» **Working data**
<<<<
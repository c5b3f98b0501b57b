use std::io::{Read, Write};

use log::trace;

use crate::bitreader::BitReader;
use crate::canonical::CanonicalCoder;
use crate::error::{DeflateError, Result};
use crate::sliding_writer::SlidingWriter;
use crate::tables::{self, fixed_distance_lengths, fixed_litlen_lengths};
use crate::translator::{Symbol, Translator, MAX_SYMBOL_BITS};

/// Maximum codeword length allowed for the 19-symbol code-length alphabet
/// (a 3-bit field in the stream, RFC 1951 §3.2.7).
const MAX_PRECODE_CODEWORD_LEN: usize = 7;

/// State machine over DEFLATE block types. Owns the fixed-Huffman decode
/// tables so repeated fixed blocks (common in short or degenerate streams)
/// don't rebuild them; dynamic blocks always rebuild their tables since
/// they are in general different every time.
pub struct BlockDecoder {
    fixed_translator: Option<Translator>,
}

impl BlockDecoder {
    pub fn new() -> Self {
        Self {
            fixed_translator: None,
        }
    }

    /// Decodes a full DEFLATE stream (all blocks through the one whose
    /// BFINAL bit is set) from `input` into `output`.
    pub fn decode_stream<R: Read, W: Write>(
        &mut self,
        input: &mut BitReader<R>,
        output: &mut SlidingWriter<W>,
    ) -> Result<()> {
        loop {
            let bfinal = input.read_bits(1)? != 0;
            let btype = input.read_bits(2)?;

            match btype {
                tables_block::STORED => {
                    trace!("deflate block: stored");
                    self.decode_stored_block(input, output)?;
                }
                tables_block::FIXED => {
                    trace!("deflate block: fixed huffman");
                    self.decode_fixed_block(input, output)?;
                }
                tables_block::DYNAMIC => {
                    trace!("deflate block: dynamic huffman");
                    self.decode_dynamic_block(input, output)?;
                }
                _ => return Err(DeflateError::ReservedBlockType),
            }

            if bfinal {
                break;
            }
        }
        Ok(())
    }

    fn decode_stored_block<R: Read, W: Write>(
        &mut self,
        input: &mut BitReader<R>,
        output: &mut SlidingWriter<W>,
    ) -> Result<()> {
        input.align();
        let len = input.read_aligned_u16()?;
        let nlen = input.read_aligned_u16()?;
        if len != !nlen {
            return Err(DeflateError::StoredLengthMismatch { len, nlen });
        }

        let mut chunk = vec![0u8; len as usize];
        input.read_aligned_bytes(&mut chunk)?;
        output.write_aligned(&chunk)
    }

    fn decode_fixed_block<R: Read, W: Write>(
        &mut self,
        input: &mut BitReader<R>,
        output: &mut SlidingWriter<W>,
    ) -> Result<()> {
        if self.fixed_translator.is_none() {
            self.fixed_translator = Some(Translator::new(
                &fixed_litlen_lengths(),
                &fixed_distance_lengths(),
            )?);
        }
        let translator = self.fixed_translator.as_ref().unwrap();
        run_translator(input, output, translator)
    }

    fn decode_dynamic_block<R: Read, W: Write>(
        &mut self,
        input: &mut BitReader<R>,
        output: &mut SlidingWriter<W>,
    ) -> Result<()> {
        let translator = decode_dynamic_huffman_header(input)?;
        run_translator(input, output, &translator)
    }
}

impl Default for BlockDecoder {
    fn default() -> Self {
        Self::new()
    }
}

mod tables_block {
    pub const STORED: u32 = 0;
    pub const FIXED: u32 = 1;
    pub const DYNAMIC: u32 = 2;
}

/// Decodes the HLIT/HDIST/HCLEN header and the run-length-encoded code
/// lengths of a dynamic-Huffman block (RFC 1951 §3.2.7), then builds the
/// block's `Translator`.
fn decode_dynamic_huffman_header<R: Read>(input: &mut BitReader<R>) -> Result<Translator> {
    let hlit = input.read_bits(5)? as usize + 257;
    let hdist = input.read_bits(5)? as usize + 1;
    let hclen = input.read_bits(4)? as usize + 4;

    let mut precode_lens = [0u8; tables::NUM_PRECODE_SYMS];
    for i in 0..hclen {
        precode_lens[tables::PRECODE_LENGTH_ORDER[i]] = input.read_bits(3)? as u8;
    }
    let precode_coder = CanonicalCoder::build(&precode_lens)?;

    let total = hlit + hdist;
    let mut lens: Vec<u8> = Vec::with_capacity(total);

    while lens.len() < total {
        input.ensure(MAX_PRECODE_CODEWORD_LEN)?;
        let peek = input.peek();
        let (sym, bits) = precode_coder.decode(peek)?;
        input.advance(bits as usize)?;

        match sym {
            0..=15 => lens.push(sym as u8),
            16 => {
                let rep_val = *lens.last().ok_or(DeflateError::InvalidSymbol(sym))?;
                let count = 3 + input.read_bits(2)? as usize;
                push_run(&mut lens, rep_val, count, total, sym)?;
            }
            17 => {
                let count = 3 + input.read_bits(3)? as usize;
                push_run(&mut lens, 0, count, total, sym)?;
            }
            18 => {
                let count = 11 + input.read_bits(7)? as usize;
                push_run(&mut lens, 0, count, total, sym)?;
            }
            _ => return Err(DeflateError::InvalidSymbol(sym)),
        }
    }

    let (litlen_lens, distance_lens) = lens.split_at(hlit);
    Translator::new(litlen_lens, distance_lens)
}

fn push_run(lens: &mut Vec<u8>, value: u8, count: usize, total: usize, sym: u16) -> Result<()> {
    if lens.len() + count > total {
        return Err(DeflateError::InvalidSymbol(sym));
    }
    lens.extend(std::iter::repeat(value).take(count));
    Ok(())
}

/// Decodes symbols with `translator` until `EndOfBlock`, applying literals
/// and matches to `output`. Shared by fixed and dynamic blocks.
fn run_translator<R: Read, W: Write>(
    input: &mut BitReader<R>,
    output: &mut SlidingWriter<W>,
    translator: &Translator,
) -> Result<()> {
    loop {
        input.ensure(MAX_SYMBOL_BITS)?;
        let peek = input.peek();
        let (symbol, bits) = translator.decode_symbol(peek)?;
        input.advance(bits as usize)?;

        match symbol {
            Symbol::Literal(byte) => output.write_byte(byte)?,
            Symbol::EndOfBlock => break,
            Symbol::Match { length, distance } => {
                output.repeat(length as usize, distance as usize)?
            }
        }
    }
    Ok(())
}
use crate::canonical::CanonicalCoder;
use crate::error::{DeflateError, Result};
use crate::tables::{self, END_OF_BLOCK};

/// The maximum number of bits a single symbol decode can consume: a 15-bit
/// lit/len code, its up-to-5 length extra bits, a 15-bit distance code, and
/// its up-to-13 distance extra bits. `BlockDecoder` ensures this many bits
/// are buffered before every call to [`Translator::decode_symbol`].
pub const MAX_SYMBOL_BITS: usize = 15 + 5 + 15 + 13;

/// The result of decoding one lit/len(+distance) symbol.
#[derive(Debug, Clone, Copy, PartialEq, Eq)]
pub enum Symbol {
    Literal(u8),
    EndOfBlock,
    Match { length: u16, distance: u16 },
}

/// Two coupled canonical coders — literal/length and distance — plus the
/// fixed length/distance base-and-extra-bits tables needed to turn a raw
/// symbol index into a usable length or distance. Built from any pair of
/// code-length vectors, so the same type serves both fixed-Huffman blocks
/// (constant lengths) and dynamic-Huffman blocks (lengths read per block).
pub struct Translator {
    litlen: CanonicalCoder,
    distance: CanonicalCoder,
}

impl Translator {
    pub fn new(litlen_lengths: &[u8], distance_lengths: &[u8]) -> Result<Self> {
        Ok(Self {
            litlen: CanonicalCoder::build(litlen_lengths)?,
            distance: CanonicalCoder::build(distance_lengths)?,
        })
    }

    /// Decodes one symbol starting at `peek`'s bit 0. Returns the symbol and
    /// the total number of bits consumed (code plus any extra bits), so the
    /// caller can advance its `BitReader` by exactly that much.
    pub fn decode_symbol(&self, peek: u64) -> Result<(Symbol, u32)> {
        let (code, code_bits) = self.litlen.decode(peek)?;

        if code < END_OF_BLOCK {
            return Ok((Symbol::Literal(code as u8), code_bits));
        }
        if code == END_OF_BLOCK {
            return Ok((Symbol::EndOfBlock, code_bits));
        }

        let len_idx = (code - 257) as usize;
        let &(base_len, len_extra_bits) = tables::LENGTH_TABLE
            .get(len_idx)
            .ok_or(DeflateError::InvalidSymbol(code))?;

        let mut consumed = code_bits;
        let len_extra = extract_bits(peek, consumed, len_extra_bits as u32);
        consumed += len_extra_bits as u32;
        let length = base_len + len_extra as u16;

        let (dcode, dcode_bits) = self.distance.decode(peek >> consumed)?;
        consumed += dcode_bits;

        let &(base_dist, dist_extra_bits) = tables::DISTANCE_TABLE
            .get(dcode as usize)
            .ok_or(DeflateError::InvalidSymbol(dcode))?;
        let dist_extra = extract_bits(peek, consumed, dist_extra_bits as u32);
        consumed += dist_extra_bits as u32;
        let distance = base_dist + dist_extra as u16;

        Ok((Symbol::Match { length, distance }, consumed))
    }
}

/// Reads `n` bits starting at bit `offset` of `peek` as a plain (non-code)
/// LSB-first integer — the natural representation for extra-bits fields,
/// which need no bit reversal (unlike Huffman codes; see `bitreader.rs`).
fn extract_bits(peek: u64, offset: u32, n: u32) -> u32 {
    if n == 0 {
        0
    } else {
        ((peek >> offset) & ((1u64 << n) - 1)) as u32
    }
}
>>>>
» **Instructions for the task**
If a line falls between the first line of the records and the line containing "use crate::sliding_writer::SlidingWriter;", inclusive, repeat it exactly; leave out all others.

» **Solution to the exercise**
repository c5b3f98b0501b57b
use std::io::{Read, Write};

use log::trace;

use crate::bitreader::BitReader;
use crate::canonical::CanonicalCoder;
use crate::error::{DeflateError, Result};
use crate::sliding_writer::SlidingWriter;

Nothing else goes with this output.